Optimizing and characterizing a home-built Raman spectroscopy optical system using polystyrene microspheres

Abstract

In the recent decade, Raman spectroscopy has played a key role in photonics as a powerful method suited for detection, diagnosis and screening applications across various industrial fields. In this work, we propose a home built Raman Spectroscopy optical system optimized for polymer detection and characterization. Once fully calibrated, the intended use for the system is to analyse various macromolecules especially biomolecules in assessment of cell based diseases.

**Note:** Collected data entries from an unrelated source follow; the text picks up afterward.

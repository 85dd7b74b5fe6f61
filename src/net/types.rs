//! Shared data model for profiles, stored documents, and attendance records.
//!
//! SYSTEM CONTEXT
//! ==============
//! Profiles and raw documents arrive from the auth and store collaborators.
//! `AttendanceRecord` is the normalized shape the dashboard renders; raw
//! documents keep every field as a `FieldValue` because their layout is not fixed.

#[cfg(test)]
#[path = "types_test.rs"]
mod types_test;

use std::collections::BTreeMap;
use std::fmt;
use std::num::FpCategory;
use std::sync::Arc;

use chrono::{DateTime, Utc};
use serde::{Deserialize, Serialize};
use tokio::sync::RwLock;

// =============================================================================
// PROFILE
// =============================================================================

/// Role assigned to a user profile.
#[derive(Clone, Copy, Debug, Default, PartialEq, Eq, Serialize, Deserialize)]
#[serde(rename_all = "lowercase")]
pub enum Role {
    #[default]
    Student,
    Admin,
}

impl Role {
    /// Parse a stored role string. Anything other than `admin` is a student.
    #[must_use]
    pub fn from_stored(raw: &str) -> Self {
        if raw.eq_ignore_ascii_case("admin") { Self::Admin } else { Self::Student }
    }
}

/// Profile of the signed-in user.
#[derive(Clone, Debug, Default, PartialEq, Eq, Serialize, Deserialize)]
#[serde(rename_all = "camelCase")]
pub struct UserProfile {
    /// School-issued identifying number. Empty when the profile lacks one.
    #[serde(default)]
    pub id_number: String,
    #[serde(default)]
    pub email: String,
    #[serde(default)]
    pub role: Role,
}

impl UserProfile {
    /// The identifying number, if the profile has a usable one.
    #[must_use]
    pub fn id_number(&self) -> Option<&str> {
        let trimmed = self.id_number.trim();
        (!trimmed.is_empty()).then_some(trimmed)
    }

    #[must_use]
    pub fn is_admin(&self) -> bool {
        self.role == Role::Admin
    }
}

/// Handle for an authenticated session.
#[derive(Clone, Debug, PartialEq, Eq)]
pub struct SessionUser {
    pub uid: String,
    pub id_token: String,
}

/// Session slot shared by the auth collaborator and the store client.
pub type SharedSession = Arc<RwLock<Option<SessionUser>>>;

// =============================================================================
// RAW DOCUMENTS
// =============================================================================

/// A single loosely-typed field value from the document store.
#[derive(Clone, Debug, PartialEq)]
pub enum FieldValue {
    Null,
    Boolean(bool),
    Integer(i64),
    Double(f64),
    Timestamp(DateTime<Utc>),
    String(String),
    Map(BTreeMap<String, FieldValue>),
    Array(Vec<FieldValue>),
}

impl FieldValue {
    /// Calendar date for timestamp values; `None` for every other kind.
    #[must_use]
    pub fn as_timestamp(&self) -> Option<DateTime<Utc>> {
        match self {
            Self::Timestamp(ts) => Some(*ts),
            _ => None,
        }
    }

    #[must_use]
    pub fn as_str(&self) -> Option<&str> {
        match self {
            Self::String(s) => Some(s),
            _ => None,
        }
    }

    /// Whether the value counts as "not set" (null, `false`, zero, or empty string).
    #[must_use]
    pub fn is_blank(&self) -> bool {
        match self {
            Self::Null => true,
            Self::Boolean(b) => !b,
            Self::Integer(n) => *n == 0,
            Self::Double(n) => matches!(n.classify(), FpCategory::Zero | FpCategory::Nan),
            Self::String(s) => s.is_empty(),
            Self::Timestamp(_) | Self::Map(_) | Self::Array(_) => false,
        }
    }
}

impl fmt::Display for FieldValue {
    fn fmt(&self, f: &mut fmt::Formatter<'_>) -> fmt::Result {
        match self {
            Self::Null => f.write_str("null"),
            Self::Boolean(b) => write!(f, "{b}"),
            Self::Integer(n) => write!(f, "{n}"),
            Self::Double(n) => write!(f, "{n}"),
            Self::Timestamp(ts) => write!(f, "{}", ts.to_rfc3339()),
            Self::String(s) => f.write_str(s),
            Self::Map(_) => f.write_str("{map}"),
            Self::Array(items) => {
                let parts: Vec<String> = items.iter().map(ToString::to_string).collect();
                f.write_str(&parts.join(","))
            }
        }
    }
}

/// A stored document as returned by a query: store-assigned id plus fields.
#[derive(Clone, Debug, Default, PartialEq)]
pub struct RawDocument {
    pub id: String,
    pub fields: BTreeMap<String, FieldValue>,
}

impl RawDocument {
    #[must_use]
    pub fn new(id: impl Into<String>) -> Self {
        Self { id: id.into(), fields: BTreeMap::new() }
    }

    /// Builder-style field insert, mostly for fixtures.
    #[must_use]
    pub fn with_field(mut self, name: &str, value: FieldValue) -> Self {
        self.fields.insert(name.to_owned(), value);
        self
    }

    #[must_use]
    pub fn field(&self, name: &str) -> Option<&FieldValue> {
        self.fields.get(name)
    }
}

// =============================================================================
// ATTENDANCE
// =============================================================================

/// Attendance status of one record. Unrecognized stored values are kept verbatim.
#[derive(Clone, Debug, Default, PartialEq, Eq, Hash)]
pub enum AttendanceStatus {
    #[default]
    Present,
    Late,
    Absent,
    Excused,
    Other(String),
}

impl AttendanceStatus {
    #[must_use]
    pub fn parse(raw: &str) -> Self {
        match raw {
            "Present" => Self::Present,
            "Late" => Self::Late,
            "Absent" => Self::Absent,
            "Excused" => Self::Excused,
            other => Self::Other(other.to_owned()),
        }
    }

    #[must_use]
    pub fn as_str(&self) -> &str {
        match self {
            Self::Present => "Present",
            Self::Late => "Late",
            Self::Absent => "Absent",
            Self::Excused => "Excused",
            Self::Other(raw) => raw,
        }
    }

    /// Visual tone used for the status chip.
    #[must_use]
    pub fn tone(&self) -> StatusTone {
        match self {
            Self::Present => StatusTone::Success,
            Self::Late => StatusTone::Warning,
            Self::Absent => StatusTone::Error,
            Self::Excused => StatusTone::Info,
            Self::Other(_) => StatusTone::Neutral,
        }
    }
}

impl fmt::Display for AttendanceStatus {
    fn fmt(&self, f: &mut fmt::Formatter<'_>) -> fmt::Result {
        f.write_str(self.as_str())
    }
}

impl Serialize for AttendanceStatus {
    fn serialize<S: serde::Serializer>(&self, serializer: S) -> Result<S::Ok, S::Error> {
        serializer.serialize_str(self.as_str())
    }
}

impl<'de> Deserialize<'de> for AttendanceStatus {
    fn deserialize<D: serde::Deserializer<'de>>(deserializer: D) -> Result<Self, D::Error> {
        let raw = String::deserialize(deserializer)?;
        Ok(Self::parse(&raw))
    }
}

/// Chip color class for a status.
#[derive(Clone, Copy, Debug, PartialEq, Eq)]
pub enum StatusTone {
    Success,
    Warning,
    Error,
    Info,
    Neutral,
}

/// A normalized attendance record.
#[derive(Clone, Debug, PartialEq, Eq, Serialize, Deserialize)]
pub struct AttendanceRecord {
    pub id: String,
    pub date: DateTime<Utc>,
    pub status: AttendanceStatus,
}

// =============================================================================
// QR
// =============================================================================

/// Reference to a rendered QR image (a URL or data URI).
#[derive(Clone, Debug, PartialEq, Eq, Serialize, Deserialize)]
pub struct QrImage(pub String);

impl QrImage {
    #[must_use]
    pub fn src(&self) -> &str {
        &self.0
    }
}
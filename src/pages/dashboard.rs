//! Attendance dashboard orchestration.
//!
//! SYSTEM CONTEXT
//! ==============
//! This is the authenticated landing screen. It loads the signed-in user's
//! profile, derives their QR image, fetches their attendance history, and for
//! administrators hosts the QR scanner on its own tab.
//!
//! DESIGN
//! ======
//! - Collaborators arrive as trait objects so the page runs unchanged against
//!   Firestore or test doubles.
//! - State lives behind `Arc<RwLock<_>>` shared with the scan-result recorder;
//!   the scanner itself is owned here and only exists while the scan tab is
//!   selected.
//!
//! ERROR HANDLING
//! ==============
//! Every failure becomes a message in `DashboardState`. No operation here
//! returns an error to its caller.

#[cfg(test)]
#[path = "dashboard_test.rs"]
mod dashboard_test;

use std::sync::Arc;

use chrono::Utc;
use tokio::sync::RwLock;

use crate::net::api::{AuthProvider, DocumentStore, LOGIN_ROUTE, Navigator, QrGenerator};
use crate::net::types::UserProfile;
use crate::scan::engine::{ScanConfig, ScanEngineFactory, ScanError, ScanHandler};
use crate::scan::input::{ScanInput, ScannerState};
use crate::state::dashboard::{DashboardState, Tab};
use crate::state::records::{MATCH_FIELD, normalize_documents};

pub const MISSING_ID_MESSAGE: &str = "No ID number found in your profile. Please contact an administrator.";

/// External collaborators the dashboard drives.
#[derive(Clone)]
pub struct DashboardDeps {
    pub auth: Arc<dyn AuthProvider>,
    pub store: Arc<dyn DocumentStore>,
    pub qr: Arc<dyn QrGenerator>,
    pub navigator: Arc<dyn Navigator>,
    pub scanner: Arc<dyn ScanEngineFactory>,
    /// Collection holding attendance documents.
    pub attendance_collection: String,
    pub scan_config: ScanConfig,
}

pub struct Dashboard {
    deps: DashboardDeps,
    state: Arc<RwLock<DashboardState>>,
    scan_input: Option<ScanInput>,
}

impl Dashboard {
    #[must_use]
    pub fn new(deps: DashboardDeps) -> Self {
        Self { deps, state: Arc::new(RwLock::new(DashboardState::default())), scan_input: None }
    }

    /// Copy of the current state for rendering.
    pub async fn snapshot(&self) -> DashboardState {
        self.state.read().await.clone()
    }

    /// Live scanner, present only while the scan tab is selected.
    pub fn scanner(&mut self) -> Option<&mut ScanInput> {
        self.scan_input.as_mut()
    }

    // =========================================================================
    // PROFILE
    // =========================================================================

    /// Load the profile, then the QR image and attendance history.
    /// Redirects to the login route when nobody is signed in.
    pub async fn load(&mut self) {
        if self.deps.auth.current_user().await.is_none() {
            tracing::info!("no authenticated session; redirecting to login");
            self.deps.navigator.navigate(LOGIN_ROUTE);
            return;
        }

        let profile = match self.deps.auth.get_user_data().await {
            Ok(profile) => profile,
            Err(e) => {
                tracing::error!(error = %e, "failed to load user data");
                let mut state = self.state.write().await;
                state.error = Some(format!("Failed to load user data: {e}"));
                state.loading = false;
                return;
            }
        };

        let Some(id_number) = profile.id_number().map(str::to_owned) else {
            tracing::warn!(email = %profile.email, "profile has no id number");
            let mut state = self.state.write().await;
            state.profile = Some(profile);
            state.error = Some(MISSING_ID_MESSAGE.to_owned());
            state.loading = false;
            return;
        };

        let qr_code = match self.deps.qr.generate(&id_number).await {
            Ok(image) => Some(image),
            Err(e) => {
                tracing::warn!(%id_number, error = %e, "failed to generate QR code");
                None
            }
        };

        {
            let mut state = self.state.write().await;
            state.profile = Some(profile);
            state.qr_code = qr_code;
            state.error = None;
            state.loading = false;
        }

        self.fetch_records(&id_number).await;
    }

    // =========================================================================
    // HISTORY
    // =========================================================================

    /// Query attendance documents for `id_number` and replace the history.
    pub async fn fetch_records(&self, id_number: &str) {
        {
            let mut state = self.state.write().await;
            state.loading_records = true;
            state.records_error = None;
        }

        tracing::info!(%id_number, "fetching attendance records");
        let result = self
            .deps
            .store
            .query(&self.deps.attendance_collection, MATCH_FIELD, id_number)
            .await;

        let mut state = self.state.write().await;
        state.loading_records = false;
        match result {
            Ok(docs) => {
                tracing::info!(count = docs.len(), "attendance documents received");
                state.records = normalize_documents(&docs, Utc::now());
            }
            Err(e) => {
                tracing::error!(%id_number, error = %e, "failed to fetch attendance records");
                state.records_error = Some(format!("Failed to fetch attendance records: {e}"));
            }
        }
    }

    /// Re-run the history fetch for the loaded profile. Returns `false` when
    /// there is no usable profile or a fetch is already in flight.
    pub async fn refresh_records(&self) -> bool {
        let id_number = {
            let state = self.state.read().await;
            if state.loading_records {
                return false;
            }
            match state.profile.as_ref().and_then(UserProfile::id_number) {
                Some(id) => id.to_owned(),
                None => return false,
            }
        };
        self.fetch_records(&id_number).await;
        true
    }

    // =========================================================================
    // TABS
    // =========================================================================

    /// Switch tabs. Entering the scan tab mounts a scanner; leaving it tears
    /// the scanner down. Non-administrators cannot select the scan tab.
    pub async fn select_tab(&mut self, tab: Tab) -> bool {
        let current = {
            let state = self.state.read().await;
            if !state.available_tabs().contains(&tab) {
                tracing::warn!(tab = tab.label(), "tab not available for this profile");
                return false;
            }
            state.tab
        };
        if current == tab {
            return true;
        }

        if current == Tab::Scan {
            self.unmount_scanner().await;
        }
        self.state.write().await.tab = tab;

        if tab == Tab::Scan {
            let recorder = Arc::new(ScanResultRecorder { state: Arc::clone(&self.state) });
            let mut input = ScanInput::new(Arc::clone(&self.deps.scanner), recorder, self.deps.scan_config.clone());
            input.initialize().await;
            self.scan_input = Some(input);
        }
        true
    }

    /// Apply queued scanner events. After a completed camera scan the scanner
    /// is re-initialized for the next student. Returns the delivered payload.
    pub async fn pump_scanner(&mut self) -> Option<String> {
        let input = self.scan_input.as_mut()?;
        let delivered = input.pump().await;
        if delivered.is_some() && input.state() == ScannerState::Initializing {
            input.initialize().await;
        }
        delivered
    }

    async fn unmount_scanner(&mut self) {
        if let Some(mut input) = self.scan_input.take() {
            input.teardown().await;
        }
    }

    // =========================================================================
    // SESSION
    // =========================================================================

    /// Sign out and return to the login route.
    pub async fn logout(&mut self) -> bool {
        match self.deps.auth.logout().await {
            Ok(()) => {
                self.unmount_scanner().await;
                self.deps.navigator.navigate(LOGIN_ROUTE);
                true
            }
            Err(e) => {
                tracing::error!(error = %e, "logout failed");
                self.state.write().await.error = Some(format!("Failed to log out: {e}"));
                false
            }
        }
    }

    /// Release the scanner, if any.
    pub async fn shutdown(&mut self) {
        self.unmount_scanner().await;
    }
}

/// Scan completion handler that stores the identifier for display.
struct ScanResultRecorder {
    state: Arc<RwLock<DashboardState>>,
}

#[async_trait::async_trait]
impl ScanHandler for ScanResultRecorder {
    async fn on_scan(&self, identifier: String) -> Result<(), ScanError> {
        tracing::info!(%identifier, "scan result recorded");
        self.state.write().await.scan_result = Some(identifier);
        Ok(())
    }
}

This system makes use of a 527 nm excitation laser beam of 5 µs pulse duration AT 1 kHz repetition rate and an average power of 10 mW. An Andor CCD camera attached to a grated spectrometer was used for Raman spectrum acquisition and data processing was performed using the Origin software. Polystyrene microspheres (20 µm) were diluted to various concentrations and analysed using the Raman system. The results obtained reveal that all the spectra excluding the control contained Raman peaks consistent with the documented molecular vibrations of polystyrene. Furthermore, the peak intensities and peak areas showed a direct relationship with the polymer concentration in solution. Future work will include testing polymer spheres of different sizes in order to assess the spectral differentiation capabilities of the system. Much of this work will lead to the design of Raman Spectroscopy system to be used as a diagnostic tool for point-of-care detection research.